La poésie est ici une vertu, plus qu’ailleurs, informulée, exclusive et générale à la nation ; les poètes seront en fait des devins. Nous explorons les gouffres légers de l’enfance, décelant comme la chouette des Écritures les ordres sacrés aujourd’hui pareils à des débris fanés. Sept années de tourments ont brouillé nos pistes. Nos songes s’élèvent comme au loin les collines bleues. Ceux que leurs propres cités rejettent, ceux-là seuls auront le pouvoir d’écrire et de tester pour le monde défunt. J’en salue les héritiers : des ouvriers d’usine, des bergers, des semeurs de seigle, des petits marchands d’abricots et de raisins ; notre histoire sera faite par eux et non plus par les avocats. Ils ont donné au pays ses noms. Toute leur vie forme une tragédie muette par les chemins, les masures sombres, les champs écartés. Nus leurs visages, leurs mains, nues les habitations des âmes. Le sommeil de la terre s’use pareil à une source obscure.

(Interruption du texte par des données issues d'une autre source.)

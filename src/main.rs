use std::io::{self, Read};

use anyhow::{Context, Result};
use clap::Parser;
use tracing::info;
use tracing_subscriber::EnvFilter;

use memspace::{Arena, Program};

/// Run an allocation script against a first-fit memory arena.
#[derive(Parser)]
#[command(name = "memspace")]
#[command(author, version, about, long_about = None)]
struct Options {
    /// Script to run, read from stdin when omitted
    script: Option<String>,

    /// Size of the arena in words
    #[arg(short, long, default_value_t = 100)]
    size: usize,

    /// Increase verbosity (-v, -vv)
    #[arg(short, long, action = clap::ArgAction::Count)]
    verbose: u8,
}

fn setup_logging(verbose: u8) {
    let level = match verbose {
        0 => "warn",
        1 => "debug",
        _ => "trace",
    };

    // RUST_LOG wins over -v
    let filter = EnvFilter::try_from_default_env().unwrap_or_else(|_| EnvFilter::new(level));

    // logs go to stderr so stdout only carries what the script prints
    tracing_subscriber::fmt()
        .with_env_filter(filter)
        .with_writer(io::stderr)
        .init();
}

fn read_script(path: Option<&str>) -> Result<String> {
    match path {
        Some(path) => {
            std::fs::read_to_string(path).with_context(|| format!("failed to read script {path}"))
        }
        None => {
            let mut src = String::new();
            io::stdin()
                .read_to_string(&mut src)
                .context("failed to read script from stdin")?;
            Ok(src)
        }
    }
}

fn main() -> Result<()> {
    let options = Options::parse();
    setup_logging(options.verbose);

    let src = read_script(options.script.as_deref())?;
    let program = Program::parse(&src)?;

    let mut arena = Arena::new(options.size);
    info!(size = options.size, "running script");

    let stdout = io::stdout();
    program.execute(&mut arena, &mut stdout.lock())?;

    Ok(())
}
//! Unified error types for the tgb worker.

use tokio_rusqlite::rusqlite;

/// Unified error types for the precache worker.
#[derive(Debug, thiserror::Error)]
pub enum Error {
    /// Invalid or unresolvable URL.
    #[error("INVALID_URL: {0}")]
    InvalidUrl(String),

    /// Network-level fetch failure.
    #[error("HTTP_ERROR: {0}")]
    HttpError(String),

    /// Fetch timed out.
    #[error("FETCH_TIMEOUT: {0}")]
    FetchTimeout(String),

    /// Fetch response too large.
    #[error("FETCH_TOO_LARGE: {0}")]
    FetchTooLarge(String),

    /// Precache batch aborted; nothing was stored.
    #[error("PRECACHE_FAILED: {0}")]
    PrecacheFailed(String),

    /// Lifecycle event delivered in the wrong phase.
    #[error("LIFECYCLE_ERROR: {0}")]
    Lifecycle(String),

    /// Database operation failed.
    #[error("CACHE_ERROR: {0}")]
    Database(tokio_rusqlite::Error),

    /// Migration failed to apply.
    #[error("CACHE_ERROR: migration failed: {0}")]
    MigrationFailed(String),
}

impl From<tokio_rusqlite::Error<Error>> for Error {
    fn from(err: tokio_rusqlite::Error<Error>) -> Self {
        match err {
            tokio_rusqlite::Error::Error(e) => e,
            tokio_rusqlite::Error::ConnectionClosed => Error::Database(tokio_rusqlite::Error::ConnectionClosed),
            tokio_rusqlite::Error::Close(c) => Error::Database(tokio_rusqlite::Error::Close(c)),
            _ => Error::Database(tokio_rusqlite::Error::ConnectionClosed),
        }
    }
}

impl From<tokio_rusqlite::Error<rusqlite::Error>> for Error {
    fn from(err: tokio_rusqlite::Error<rusqlite::Error>) -> Self {
        Error::Database(err)
    }
}

impl From<rusqlite::Error> for Error {
    fn from(err: rusqlite::Error) -> Self {
        Error::Database(tokio_rusqlite::Error::Error(err))
    }
}

#[cfg(test)]
mod tests {
    use super::*;

    #[test]
    fn test_error_display() {
        let err = Error::PrecacheFailed("https://example.com/app.js".to_string());
        assert!(err.to_string().contains("PRECACHE_FAILED"));
        assert!(err.to_string().contains("app.js"));
    }

    #[test]
    fn test_lifecycle_error_display() {
        let err = Error::Lifecycle("fetch before activation".to_string());
        assert!(err.to_string().contains("LIFECYCLE_ERROR"));
    }
}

L'unique raison des courses et des amours : la dialectique du Je me poursuis et je me fuis.
Devenez dès aujourd'hui des ombres.
Je ne souhaite faire qu'une chose avant de mourir : écrire un très beau poème même très court et qui me surprendrait.
Je n’ai absolument pas su ce que c’était l’amour ni en étant aimé, ni en aimant. … Je sens un vide terrible en même temps : la faute de celui qui reste, vertigineuse dans les plus petits détails. … On est par rapport à notre femme comme les pécheurs qui rencontrent des saints par rapport à Dieu. C’est la mort qui a fait cela et elle a raison.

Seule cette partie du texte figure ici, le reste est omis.